AgentKit In Action: Build A ChatGPT Agent That Clicks, Books, And Buys

A calendar reminder pops up while you are pouring coffee. In the next five minutes, your assistant scans flights, reserves a hotel near the venue, books dinner at a spot that fits your diet, and checks out with a gift for the host. No tabs. No checkout forms. The work just happens, with your thumbs-up at the right moments. That is the promise of AgentKit in Action: Build a ChatGPT Agent That Clicks, Books, & Buys.

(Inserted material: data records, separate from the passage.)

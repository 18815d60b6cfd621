//! Constraint errors.

use super::error_code::{self, DriftErrorCode};

/// Errors that can occur during constraint verification.
#[derive(Debug, thiserror::Error)]
pub enum ConstraintError {
    #[error("Invalid invariant: {0}")]
    InvalidInvariant(String),

    #[error("Verification failed: {0}")]
    VerificationFailed(String),

    #[error("Conflicting constraints: {a} vs {b}")]
    ConflictingConstraints { a: String, b: String },
}

impl DriftErrorCode for ConstraintError {
    fn error_code(&self) -> &'static str {
        error_code::CONSTRAINT_ERROR
    }
}
//! Field extractors for 10 ORM frameworks.

pub mod sequelize;
pub mod typeorm;
pub mod prisma;
pub mod django;
pub mod sqlalchemy;
pub mod active_record;
pub mod mongoose;
pub mod ef_core;
pub mod hibernate;
pub mod eloquent;

use crate::parsers::types::ParseResult;
use super::types::{ExtractedModel, OrmFramework};

/// Trait for extracting models and fields from ORM-specific code.
pub trait FieldExtractor: Send + Sync {
    /// Which ORM framework this extractor handles.
    fn framework(&self) -> OrmFramework;

    /// File patterns that typically contain schema definitions for this ORM.
    fn schema_file_patterns(&self) -> &[&str];

    /// Extract models from a parse result.
    fn extract_models(&self, parse_result: &ParseResult) -> Vec<ExtractedModel>;
}

/// Create all built-in field extractors.
pub fn create_all_extractors() -> Vec<Box<dyn FieldExtractor>> {
    vec![
        Box::new(sequelize::SequelizeExtractor),
        Box::new(typeorm::TypeOrmExtractor),
        Box::new(prisma::PrismaExtractor),
        Box::new(django::DjangoExtractor),
        Box::new(sqlalchemy::SqlAlchemyExtractor),
        Box::new(active_record::ActiveRecordExtractor),
        Box::new(mongoose::MongooseExtractor),
        Box::new(ef_core::EfCoreExtractor),
        Box::new(hibernate::HibernateExtractor),
        Box::new(eloquent::EloquentExtractor),
    ]
}
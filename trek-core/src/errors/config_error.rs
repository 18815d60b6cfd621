//! Configuration errors.

use super::error_code::{self, TrekErrorCode};

/// Errors that can occur during configuration resolution.
#[derive(Debug, thiserror::Error)]
pub enum ConfigError {
    #[error("config file not found: {path}")]
    FileNotFound { path: String },

    #[error("failed to parse config {path}: {message}")]
    ParseError { path: String, message: String },

    #[error("invalid config value for {field}: {message}")]
    ValidationFailed { field: String, message: String },

    /// The dataset folder is absent or not laid out as expected. Reported
    /// as a setup problem, never as a parse backtrace.
    #[error(
        "dataset not found at `{path}`; download the Wikispeedia archive and point \
         [dataset] data_dir at it"
    )]
    DatasetNotFound { path: String },
}

impl TrekErrorCode for ConfigError {
    fn error_code(&self) -> &'static str {
        error_code::CONFIG_ERROR
    }
}
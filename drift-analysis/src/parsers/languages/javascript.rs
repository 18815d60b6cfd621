//! JavaScript parser.

use std::path::Path;
use drift_core::errors::ParseError;
use crate::scanner::language_detect::Language;
use crate::parsers::traits::LanguageParser;
use crate::parsers::types::ParseResult;
use super::parse_with_language;

pub struct JavaScriptParser;

impl Default for JavaScriptParser {
    fn default() -> Self {
        Self::new()
    }
}

impl JavaScriptParser {
    pub fn new() -> Self { Self }
}

impl LanguageParser for JavaScriptParser {
    fn language(&self) -> Language { Language::JavaScript }
    fn extensions(&self) -> &[&str] { &["js", "jsx", "mjs", "cjs"] }

    fn parse(&self, source: &[u8], path: &Path) -> Result<ParseResult, ParseError> {
        parse_with_language(source, path, Language::JavaScript, tree_sitter_javascript::LANGUAGE.into())
    }
}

OpenAI’s recent wave of agent features moves this from hype to buildable reality. AgentKit gives you building blocks for real agents. Operator shows a computer-using model that can click, type, and scroll like a person. Instant Checkout introduces an open protocol for buying inside ChatGPT. Together, they create a practical path for an agent that can navigate the web, confirm plans, and securely purchase what you approve. (OpenAI)

This guide shows how to design, ship, and tune a working concierge agent for daily life and small business. The stack is simple on purpose. The workflows are opinionated. The prompts are tested. Everything aims at one outcome: an agent you can trust to click, book, and buy with you in the loop.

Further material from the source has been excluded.